• BARAA
    56
    I've found that plenty of members on the forum have deep problems with trusting logic or doubt the appliance of logical laws to the outside world which make me ask...........
    1. Do you think someone who denies or doubts logic really does so all the time? (0 votes)
        (s)he does
          0%
        (s)he doesn't
          0%
    2. Do you agree that such person forgets about his claimed doubt most of the time? (0 votes)
        Yes
          0%
        No
          0%
  • creativesoul
    11.5k
    What are you talking about when you say "laws of logic"?
  • creativesoul
    11.5k
    What about the rules of logical entailment; do those count as the laws of logic?
  • Wayfarer
    20.7k
    doubt the appliance of logical laws to the outside worldBARAA

    you do realise that this proposition actually says a lot?
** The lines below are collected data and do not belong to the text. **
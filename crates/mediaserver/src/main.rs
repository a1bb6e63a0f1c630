use actix_cors::Cors;
use actix_web::{
    delete, get, patch, post, put, web, App, HttpResponse, HttpServer, Responder,
    Result as ActixResult,
};
use actix_ws::Message;
use mediacore::{
    Connection, Node, NodeId, NodeKind, NodeUpdate, Position, RunId, Value, Workflow,
    WorkflowError,
};
use mediaruntime::{FlowRuntime, RuntimeConfig};
use serde::{Deserialize, Serialize};
use std::sync::Arc;
use std::time::Duration;
use tokio::sync::broadcast::error::RecvError;
use tracing::{info, warn};

/// Application state shared across handlers
struct AppState {
    runtime: Arc<FlowRuntime>,
}

/// Request body for adding a node
#[derive(Debug, Deserialize)]
struct CreateNodeRequest {
    kind: NodeKind,
    #[serde(default)]
    id: Option<NodeId>,
    #[serde(default)]
    label: Option<String>,
    #[serde(default)]
    value: Option<String>,
    #[serde(default)]
    output: Option<Value>,
    #[serde(default)]
    position: Option<Position>,
}

impl CreateNodeRequest {
    fn into_node(self) -> Node {
        let mut node = match self.id {
            Some(id) => Node::with_id(id, self.kind),
            None => Node::new(self.kind),
        };
        if let Some(label) = self.label {
            node.label = label;
        }
        node.value = self.value;
        node.output = self.output;
        node.position = self.position;
        node
    }
}

/// Request body for a partial run
#[derive(Debug, Deserialize)]
struct PartialRunRequest {
    node_ids: Vec<NodeId>,
}

/// Response for edge creation
#[derive(Debug, Serialize)]
struct EdgeResponse {
    id: String,
}

/// Error response
#[derive(Debug, Serialize)]
struct ErrorResponse {
    error: String,
}

fn workflow_error(err: WorkflowError) -> HttpResponse {
    let body = ErrorResponse {
        error: err.to_string(),
    };
    match err {
        WorkflowError::NodeNotFound(_) | WorkflowError::EdgeNotFound(_) => {
            HttpResponse::NotFound().json(body)
        }
        WorkflowError::DuplicateNode(_)
        | WorkflowError::DuplicateEdge { .. }
        | WorkflowError::RunInProgress => HttpResponse::Conflict().json(body),
        WorkflowError::InvalidConnection(_) | WorkflowError::CyclicDependency(_) => {
            HttpResponse::UnprocessableEntity().json(body)
        }
    }
}

fn already_running() -> HttpResponse {
    HttpResponse::Conflict().json(ErrorResponse {
        error: "A run is already in progress".to_string(),
    })
}

/// Health check endpoint
#[get("/health")]
async fn health_check(data: web::Data<AppState>) -> impl Responder {
    HttpResponse::Ok().json(serde_json::json!({
        "status": "healthy",
        "version": env!("CARGO_PKG_VERSION"),
        "service": "mediaflow",
        "running": data.runtime.is_running(),
    }))
}

/// Current graph with node status and outputs
#[get("/api/workflow")]
async fn get_workflow(data: web::Data<AppState>) -> ActixResult<impl Responder> {
    Ok(HttpResponse::Ok().json(data.runtime.workflow().await))
}

/// Replace the whole graph
#[put("/api/workflow")]
async fn replace_workflow(
    data: web::Data<AppState>,
    workflow: web::Json<Workflow>,
) -> ActixResult<impl Responder> {
    let workflow = workflow.into_inner();
    let id = workflow.id;

    match data.runtime.load_workflow(workflow).await {
        Ok(()) => Ok(HttpResponse::Ok().json(serde_json::json!({ "id": id }))),
        Err(e) => Ok(HttpResponse::Conflict().json(ErrorResponse {
            error: e.to_string(),
        })),
    }
}

#[post("/api/nodes")]
async fn create_node(
    data: web::Data<AppState>,
    req: web::Json<CreateNodeRequest>,
) -> ActixResult<impl Responder> {
    let node = req.into_inner().into_node();
    info!("Adding {} node {}", node.kind, node.id);

    match data.runtime.add_node(node.clone()).await {
        Ok(_) => Ok(HttpResponse::Created().json(node)),
        Err(e) => Ok(workflow_error(e)),
    }
}

#[patch("/api/nodes/{id}")]
async fn update_node(
    data: web::Data<AppState>,
    path: web::Path<NodeId>,
    update: web::Json<NodeUpdate>,
) -> ActixResult<impl Responder> {
    match data.runtime.update_node(&path, update.into_inner()).await {
        Ok(node) => Ok(HttpResponse::Ok().json(node)),
        Err(e) => Ok(workflow_error(e)),
    }
}

/// Delete a node and every edge touching it
#[delete("/api/nodes/{id}")]
async fn delete_node(data: web::Data<AppState>, path: web::Path<NodeId>) -> ActixResult<impl Responder> {
    match data.runtime.remove_node(&path).await {
        Ok(node) => {
            info!("Deleted node: {}", node.id);
            Ok(HttpResponse::Ok().json(node))
        }
        Err(e) => Ok(workflow_error(e)),
    }
}

/// Add an edge; rejected with 422 when the connection rules forbid it
#[post("/api/edges")]
async fn create_edge(
    data: web::Data<AppState>,
    connection: web::Json<Connection>,
) -> ActixResult<impl Responder> {
    match data.runtime.add_edge(connection.into_inner()).await {
        Ok(id) => Ok(HttpResponse::Created().json(EdgeResponse { id })),
        Err(e) => {
            warn!("Rejected connection: {}", e);
            Ok(workflow_error(e))
        }
    }
}

#[delete("/api/edges/{id}")]
async fn delete_edge(data: web::Data<AppState>, path: web::Path<String>) -> ActixResult<impl Responder> {
    match data.runtime.remove_edge(&path).await {
        Ok(edge) => Ok(HttpResponse::Ok().json(edge)),
        Err(e) => Ok(workflow_error(e)),
    }
}

/// Run every terminal node
#[post("/api/run")]
async fn run_workflow(data: web::Data<AppState>) -> ActixResult<impl Responder> {
    match data.runtime.run_workflow().await {
        Some(run) => Ok(HttpResponse::Ok().json(run)),
        None => Ok(already_running()),
    }
}

#[post("/api/run/partial")]
async fn run_partial(
    data: web::Data<AppState>,
    req: web::Json<PartialRunRequest>,
) -> ActixResult<impl Responder> {
    match data.runtime.run_nodes(req.into_inner().node_ids).await {
        Some(run) => Ok(HttpResponse::Ok().json(run)),
        None => Ok(already_running()),
    }
}

#[post("/api/nodes/{id}/run")]
async fn run_single(data: web::Data<AppState>, path: web::Path<NodeId>) -> ActixResult<impl Responder> {
    match data.runtime.run_node(path.into_inner()).await {
        Some(run) => Ok(HttpResponse::Ok().json(run)),
        None => Ok(already_running()),
    }
}

/// Clear every node's status and error, keeping outputs
#[post("/api/reset")]
async fn reset_workflow(data: web::Data<AppState>) -> ActixResult<impl Responder> {
    data.runtime.reset().await;
    Ok(HttpResponse::Ok().json(data.runtime.workflow().await))
}

/// Past runs, most recent first
#[get("/api/history")]
async fn list_history(data: web::Data<AppState>) -> ActixResult<impl Responder> {
    Ok(HttpResponse::Ok().json(data.runtime.history().await))
}

#[get("/api/history/{id}")]
async fn get_run(data: web::Data<AppState>, path: web::Path<RunId>) -> ActixResult<impl Responder> {
    let run_id = path.into_inner();
    match data.runtime.run_record(run_id).await {
        Some(run) => Ok(HttpResponse::Ok().json(run)),
        None => Ok(HttpResponse::NotFound().json(ErrorResponse {
            error: format!("Run {} not found", run_id),
        })),
    }
}

/// List available node kinds
#[get("/api/node-kinds")]
async fn list_node_kinds(data: web::Data<AppState>) -> ActixResult<impl Responder> {
    Ok(HttpResponse::Ok().json(data.runtime.capabilities().catalog()))
}

/// WebSocket endpoint for real-time events
#[get("/api/events")]
async fn websocket_events(
    req: actix_web::HttpRequest,
    stream: web::Payload,
    data: web::Data<AppState>,
) -> ActixResult<HttpResponse> {
    let (res, mut session, mut msg_stream) = actix_ws::handle(&req, stream)?;

    info!("WebSocket client connected");

    let mut events = data.runtime.subscribe_events();

    actix_web::rt::spawn(async move {
        loop {
            tokio::select! {
                event = events.recv() => {
                    match event {
                        Ok(event) => {
                            if let Ok(json) = serde_json::to_string(&event) {
                                if session.text(json).await.is_err() {
                                    break;
                                }
                            }
                        }
                        Err(RecvError::Lagged(skipped)) => {
                            warn!("WebSocket client lagging, skipped {} events", skipped);
                        }
                        Err(RecvError::Closed) => break,
                    }
                }

                Some(Ok(msg)) = msg_stream.recv() => {
                    match msg {
                        Message::Ping(bytes) => {
                            if session.pong(&bytes).await.is_err() {
                                break;
                            }
                        }
                        Message::Close(_) => break,
                        _ => {}
                    }
                }

                else => break,
            }
        }

        info!("WebSocket client disconnected");
        let _ = session.close(None).await;
    });

    Ok(res)
}

fn routes(cfg: &mut web::ServiceConfig) {
    cfg.service(health_check)
        .service(get_workflow)
        .service(replace_workflow)
        .service(create_node)
        .service(update_node)
        .service(delete_node)
        .service(create_edge)
        .service(delete_edge)
        .service(run_workflow)
        .service(run_partial)
        .service(run_single)
        .service(reset_workflow)
        .service(list_history)
        .service(get_run)
        .service(list_node_kinds)
        .service(websocket_events);
}

fn env_flag(name: &str) -> bool {
    std::env::var(name)
        .map(|v| matches!(v.as_str(), "1" | "true" | "yes"))
        .unwrap_or(false)
}

/// Workflow from `WORKFLOW_FILE`, or the sample graph.
fn initial_workflow() -> anyhow::Result<Workflow> {
    match std::env::var("WORKFLOW_FILE") {
        Ok(path) => Ok(Workflow::load(path)?),
        Err(_) => Ok(medianodes::product_marketing_kit()?),
    }
}

fn runtime_config() -> anyhow::Result<RuntimeConfig> {
    let mut config = RuntimeConfig::default();
    if let Ok(ms) = std::env::var("SIMULATED_LATENCY_MS") {
        config.simulated_latency = Duration::from_millis(ms.parse()?);
    }
    Ok(config)
}

#[actix_web::main]
async fn main() -> anyhow::Result<()> {
    tracing_subscriber::fmt()
        .with_env_filter(
            tracing_subscriber::EnvFilter::try_from_default_env()
                .unwrap_or_else(|_| tracing_subscriber::EnvFilter::new("info")),
        )
        .init();

    info!("Starting media flow server");

    let registry = if env_flag("MEDIAFLOW_OFFLINE") {
        medianodes::offline_registry()
    } else {
        medianodes::gemini_registry()
    };

    let workflow = initial_workflow()?;
    info!("Loaded workflow: {} ({} nodes)", workflow.name, workflow.nodes.len());

    let runtime = FlowRuntime::with_config(workflow, registry, runtime_config()?);

    let app_state = web::Data::new(AppState {
        runtime: Arc::new(runtime),
    });

    let bind_address = std::env::var("BIND_ADDRESS").unwrap_or_else(|_| "0.0.0.0:3000".to_string());

    info!("Server starting on http://{}", bind_address);

    HttpServer::new(move || {
        let cors = Cors::default()
            .allow_any_origin()
            .allow_any_method()
            .allow_any_header()
            .max_age(3600);

        App::new()
            .app_data(app_state.clone())
            .wrap(cors)
            .wrap(actix_web::middleware::Logger::default())
            .configure(routes)
    })
    .bind(&bind_address)?
    .run()
    .await?;

    Ok(())
}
That the connection between logic and reality is a deeply contested issue in contemporary philosophy?

    This manifests as 'relativism' in philosophy. It is a consequence of the abandonment of the pre-modern idea of the divine origin of natural law. It is associated with the philosophical writings of Nietszche, in particular, but has nowadays becomed virtually assumed in secular culture.

    Instead, modern culture tend to see logical laws in terms of (say) mental constructs which generate useful results, without necessarily referring to an external world. 'Instrumentalism' in philosophy of science is rather like that. It's not to claim logic isn't effective, but that it is limited in its scope as a matter of principle, and that it's innacurate to claim that it has any kind of absolute referent in the so-called 'real world'.
  • BARAA
    56
    'Instrumentalism' in philosophy of science is rather like that. It's not to claim logic isn't effective, but that it is limited in its scope as a matter of principle, and that it's innacurate to claim that it has any kind of absolute referent in the so-called 'real world'.Wayfarer

    And this always let me very confused and sad...... Like HOW ON EARTH they can't realize that they should abandon science if they believe such a thing..... science is literally meaningless if accompanied by having such a belief.
  • god must be atheist
    5.1k
    There are a lot of people on the forum who are introspective, immersed in deep thought or else soaring with the eagles in pinnacles of sacrosanct truths such as "Socrates was never wrong" and their immediate social environment encouraged them to take philosophy, or join a philosophy forum, seeing they never said anything comprehensible to the common person, so the common person figured that the place of these geniuses is on a philosophy forum with other geniuses.

    This site is well moderated. But try some of the other philosophy sites, and your hair will stand on end.
  • Wayfarer
    20.7k
    Like HOW ON EARTH they can't realize that they should abandon science if they believe such a thing..... science is literally meaningless if accompanied by having such a belief.BARAA

    When Neils Bohr and Werner Heisenberg were debating their discoveries in atomic physics - you may recall they were basically the founders of modern atomic physics - Heisenberg, who was Bohr’s junior by many years, said that he would sometimes be reduced to tears by the fierce disagreements they were having over the interpretation of their findings.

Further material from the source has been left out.